The AI boom is built on a basic assumption: Bigger models are stronger, and the strongest models win. Now the industry is about to find out what happens if that assumption starts to break down.
Installation costs have already forced users to take a second look at smaller and cheaper models. This valuable model shopping it is new and it is not clear how it will affect the industry, but the impact is likely to be significant.
A prediction best put forward by Coinbase co-founder Brian Armstrong is that this will result in the vast majority of jobs moving to cheaper models.
“The demand for (D)intelligence is endless, but 80% of workloads will run on 99% cheaper models within 12-18 months” – Armstrong He wrote in X. “20% of workloads will still run on the latest generation models where maximum IQ is important.”
If Armstrong’s prediction comes true, it’s hard to overestimate how significant the changes will be for the AI industry.
Until now, most AI companies competed on quality, which meant defaulting to the most advanced model available. If the same work could be handled by cheaper models without compromising quality, it would mean a huge shift in the economics of AI. And critically, much of the savings will come out of the pockets of the big labs, hitting OpenAI and Anthropic financially just as they head into their IPOs.
It’s a potentially seismic shift in the industry that hinges on one key question: Are companies ready to switch to smaller models?
Preliminary tests show that when the system is set up correctly, cheaper models can work without any loss in quality. In a recent test by legal AI tool Harvey, the company was able to reduce inference costs by a factor of 3 without compromising quality. test, is carried out in partnership inference platform combined Fireworks AI with Claude Opus and Fireworks’ GLM 5.1, switching to Opus for the most intensive tasks. The result was a significantly lower load in terms of server time and overall cost.
“Quality comes first and legally always will,” Harvey co-founder Gabe Pereira told TechCrunch, referring to the AI-related legal services his startup provides. “But the definition of quality is evolving from simply using the most powerful model for everything to using the best model that gets the right answer most efficiently.”
This trend is often framed in terms of Chinese models or large labs compared to open weight, but this misses the larger point. The real difference is not between proprietary and open models; between large models and small models. You can save money by switching from GPT-5.5 to DeepSeek’s V4 Flash, but switching to GPT-5.4-mini works just as well.

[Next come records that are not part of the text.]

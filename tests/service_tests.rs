// Tests for the transcription service orchestration: validation order,
// labeling fallback, cost computation, and best-effort storage.

use anyhow::Result;
use std::sync::atomic::{AtomicUsize, Ordering};
use std::sync::Arc;
use tempfile::TempDir;
use voznota::error::ServiceError;
use voznota::labeling::{LabelingOutcome, SpeakerLabeler};
use voznota::service::{AudioUpload, DiarizeOptions, TranscriptionService};
use voznota::storage::BlobStorage;
use voznota::store::{JsonFileStore, TranscriptionStore};
use voznota::stt::{SpeechToText, Transcript};

struct MockStt {
    calls: Arc<AtomicUsize>,
    text: String,
    duration: f64,
}

#[async_trait::async_trait]
impl SpeechToText for MockStt {
    async fn transcribe(&self, _audio: Vec<u8>, _mime: &str, _name: &str) -> Result<Transcript> {
        self.calls.fetch_add(1, Ordering::SeqCst);
        Ok(Transcript {
            text: self.text.clone(),
            duration_seconds: self.duration,
        })
    }
}

enum LabelerScript {
    Succeed { text: String, tokens: u64 },
    ReturnEmpty { tokens: u64 },
    Fail,
}

struct MockLabeler {
    script: LabelerScript,
}

#[async_trait::async_trait]
impl SpeakerLabeler for MockLabeler {
    async fn label(&self, _transcript: &str, _labels: &[String]) -> Result<LabelingOutcome> {
        match &self.script {
            LabelerScript::Succeed { text, tokens } => Ok(LabelingOutcome {
                text: Some(text.clone()),
                tokens: *tokens,
            }),
            LabelerScript::ReturnEmpty { tokens } => Ok(LabelingOutcome {
                text: None,
                tokens: *tokens,
            }),
            LabelerScript::Fail => anyhow::bail!("model unavailable"),
        }
    }
}

struct MockStorage {
    fail_put: bool,
    fail_delete: bool,
    deletes: Arc<AtomicUsize>,
}

#[async_trait::async_trait]
impl BlobStorage for MockStorage {
    async fn put(&self, filename: &str, _bytes: &[u8]) -> Result<String> {
        if self.fail_put {
            anyhow::bail!("storage offline");
        }
        Ok(format!("http://localhost:3000/recordings/{}", filename))
    }

    async fn delete(&self, _url: &str) -> Result<()> {
        self.deletes.fetch_add(1, Ordering::SeqCst);
        if self.fail_delete {
            anyhow::bail!("storage offline");
        }
        Ok(())
    }
}

struct Fixture {
    service: TranscriptionService,
    stt_calls: Arc<AtomicUsize>,
    storage_deletes: Arc<AtomicUsize>,
    store: Arc<JsonFileStore>,
    _dir: TempDir,
}

fn fixture(
    transcript: &str,
    duration: f64,
    labeler: LabelerScript,
    fail_put: bool,
    fail_delete: bool,
) -> Fixture {
    let dir = tempfile::tempdir().unwrap();
    let stt_calls = Arc::new(AtomicUsize::new(0));
    let storage_deletes = Arc::new(AtomicUsize::new(0));
    let store = Arc::new(JsonFileStore::new(dir.path().join("store.json")));

    let service = TranscriptionService::new(
        Some(Arc::new(MockStt {
            calls: Arc::clone(&stt_calls),
            text: transcript.to_string(),
            duration,
        })),
        Some(Arc::new(MockLabeler { script: labeler })),
        Some(Arc::new(MockStorage {
            fail_put,
            fail_delete,
            deletes: Arc::clone(&storage_deletes),
        })),
        Arc::clone(&store) as Arc<dyn TranscriptionStore>,
    );

    Fixture {
        service,
        stt_calls,
        storage_deletes,
        store,
        _dir: dir,
    }
}

fn wav_upload() -> AudioUpload {
    AudioUpload {
        bytes: vec![0u8; 128],
        mime_type: "audio/wav".to_string(),
    }
}

#[tokio::test]
async fn rejects_non_audio_upload_before_invoking_stt() {
    let fx = fixture("hi", 10.0, LabelerScript::Fail, false, false);
    let upload = AudioUpload {
        bytes: vec![1, 2, 3],
        mime_type: "text/plain".to_string(),
    };

    let err = fx.service.transcribe(upload).await.unwrap_err();
    assert!(matches!(err, ServiceError::InvalidInput(_)));
    assert_eq!(fx.stt_calls.load(Ordering::SeqCst), 0);
}

#[tokio::test]
async fn rejects_empty_upload() {
    let fx = fixture("hi", 10.0, LabelerScript::Fail, false, false);
    let upload = AudioUpload {
        bytes: Vec::new(),
        mime_type: "audio/wav".to_string(),
    };

    let err = fx.service.transcribe(upload).await.unwrap_err();
    assert!(matches!(err, ServiceError::InvalidInput(_)));
}

#[tokio::test]
async fn unconfigured_stt_is_service_unavailable() {
    let dir = tempfile::tempdir().unwrap();
    let store = Arc::new(JsonFileStore::new(dir.path().join("store.json")));
    let service = TranscriptionService::new(None, None, None, store);

    let err = service.transcribe(wav_upload()).await.unwrap_err();
    assert!(matches!(err, ServiceError::ServiceUnavailable(_)));
}

#[tokio::test]
async fn plain_transcription_persists_with_duration_cost() {
    let fx = fixture("hello there", 90.0, LabelerScript::Fail, false, false);

    let record = fx.service.transcribe(wav_upload()).await.unwrap();
    assert_eq!(record.text, "hello there");
    assert_eq!(record.tokens_expended, 0);
    assert!(record.original_text.is_none());
    assert!(record.speaker_count.is_none());
    // 90s -> 2 started minutes at 0.006/min
    assert!((record.usd_expended - 0.012).abs() < 1e-9);
    assert!(record.audio_url.contains("/recordings/"));

    let listed = fx.store.list().await.unwrap();
    assert_eq!(listed.len(), 1);
    assert_eq!(listed[0].id, record.id);
}

#[tokio::test]
async fn diarized_cost_adds_labeling_tokens() {
    let fx = fixture(
        "raw words",
        90.0,
        LabelerScript::Succeed {
            text: "Speaker 1: raw\nSpeaker 2: words".to_string(),
            tokens: 4000,
        },
        false,
        false,
    );

    let record = fx
        .service
        .diarize(wav_upload(), DiarizeOptions::default())
        .await
        .unwrap();

    // base 2min x 0.006 = 0.012, labeling 4000/1000 x 0.03 = 0.12
    assert!((record.usd_expended - 0.132).abs() < 1e-9);
    assert_eq!(record.tokens_expended, 4000);
    assert_eq!(record.original_text.as_deref(), Some("raw words"));
    assert_eq!(record.speaker_count, Some(2));
}

#[tokio::test]
async fn labeler_failure_falls_back_to_raw_transcript() {
    let fx = fixture("raw words", 30.0, LabelerScript::Fail, false, false);

    let record = fx
        .service
        .diarize(wav_upload(), DiarizeOptions::default())
        .await
        .unwrap();

    assert_eq!(record.text, "raw words");
    assert_eq!(record.tokens_expended, 0);
    assert_eq!(record.speaker_count, Some(0));
}

#[tokio::test]
async fn empty_labeler_output_falls_back_but_keeps_token_charge() {
    let fx = fixture(
        "raw words",
        30.0,
        LabelerScript::ReturnEmpty { tokens: 250 },
        false,
        false,
    );

    let record = fx
        .service
        .diarize(wav_upload(), DiarizeOptions::default())
        .await
        .unwrap();

    assert_eq!(record.text, "raw words");
    assert_eq!(record.tokens_expended, 250);
}

#[tokio::test]
async fn speaker_count_counts_only_labels_present_in_output() {
    let fx = fixture(
        "raw",
        10.0,
        LabelerScript::Succeed {
            text: "ana: hola\nLUIS: bien".to_string(),
            tokens: 10,
        },
        false,
        false,
    );

    let options = DiarizeOptions {
        expected_speakers: Some(3),
        speaker_names: vec!["Ana".to_string(), "Luis".to_string(), "Pedro".to_string()],
    };
    let record = fx.service.diarize(wav_upload(), options).await.unwrap();

    assert_eq!(record.speaker_count, Some(2));
}

#[tokio::test]
async fn storage_upload_failure_degrades_to_empty_audio_url() {
    let fx = fixture("hi", 10.0, LabelerScript::Fail, true, false);

    let record = fx.service.transcribe(wav_upload()).await.unwrap();
    assert_eq!(record.audio_url, "");

    // Still persisted despite the storage failure
    assert_eq!(fx.store.list().await.unwrap().len(), 1);
}

#[tokio::test]
async fn delete_removes_record_even_when_blob_delete_fails() {
    let fx = fixture("hi", 10.0, LabelerScript::Fail, false, true);

    let record = fx.service.transcribe(wav_upload()).await.unwrap();
    fx.service.delete(&record.id).await.unwrap();

    assert_eq!(fx.storage_deletes.load(Ordering::SeqCst), 1);
    assert!(fx.store.get(&record.id).await.unwrap().is_none());
}

#[tokio::test]
async fn delete_of_unknown_id_is_not_found() {
    let fx = fixture("hi", 10.0, LabelerScript::Fail, false, false);

    let err = fx.service.delete("does-not-exist").await.unwrap_err();
    assert!(matches!(err, ServiceError::NotFound(_)));
}

#[tokio::test]
async fn clear_all_survives_individual_blob_failures() {
    let fx = fixture("hi", 10.0, LabelerScript::Fail, false, true);

    for _ in 0..3 {
        fx.service.transcribe(wav_upload()).await.unwrap();
    }

    let deleted = fx.service.clear_all().await.unwrap();
    assert_eq!(deleted, 3);
    assert_eq!(fx.storage_deletes.load(Ordering::SeqCst), 3);
    assert!(fx.store.list().await.unwrap().is_empty());
}

#[tokio::test]
async fn list_aggregates_tokens_and_cost() {
    let fx = fixture(
        "raw",
        60.0,
        LabelerScript::Succeed {
            text: "Speaker 1: raw".to_string(),
            tokens: 1000,
        },
        false,
        false,
    );

    fx.service.transcribe(wav_upload()).await.unwrap();
    fx.service
        .diarize(wav_upload(), DiarizeOptions::default())
        .await
        .unwrap();

    let page = fx.service.list().await.unwrap();
    assert_eq!(page.total, 2);
    assert_eq!(page.total_tokens, 1000);
    // 0.006 (plain) + 0.006 + 0.03 (diarized)
    assert!((page.total_cost - 0.042).abs() < 1e-9);
    // Newest first
    assert!(page.records[0].created_at >= page.records[1].created_at);
}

There is an active price war between in-house results from major labs and independently presented open weight models. For the small vs. large question, it doesn’t matter which small model wins.
All of this may seem obvious—of course you shouldn’t use more compute than necessary—but it goes against the scale-first approach that has so far dominated the industry. was inspired bitter lessonlabs pushed the boundaries of what AI models could do, eager to train the most computationally intensive models possible. With prices heavily subsidized by investors, customers had no reason to choose anything other than the most advanced option.
With token prices rising and subsidies slowing, users are facing cost pressure for the first time. We don’t know if the new cost pressure will actually drive enterprise users to smaller models. They could easily save by making fewer calls, using less context, or simply abandoning the least promising placements.
But if it turns out that most deployments can be done in a smaller model, that could seriously reduce the incremental demand for inference and raise new questions about how to justify the cost of developing a frontier model.
When you purchase through links in our articles, we may earn a small commission. This does not affect our editorial independence.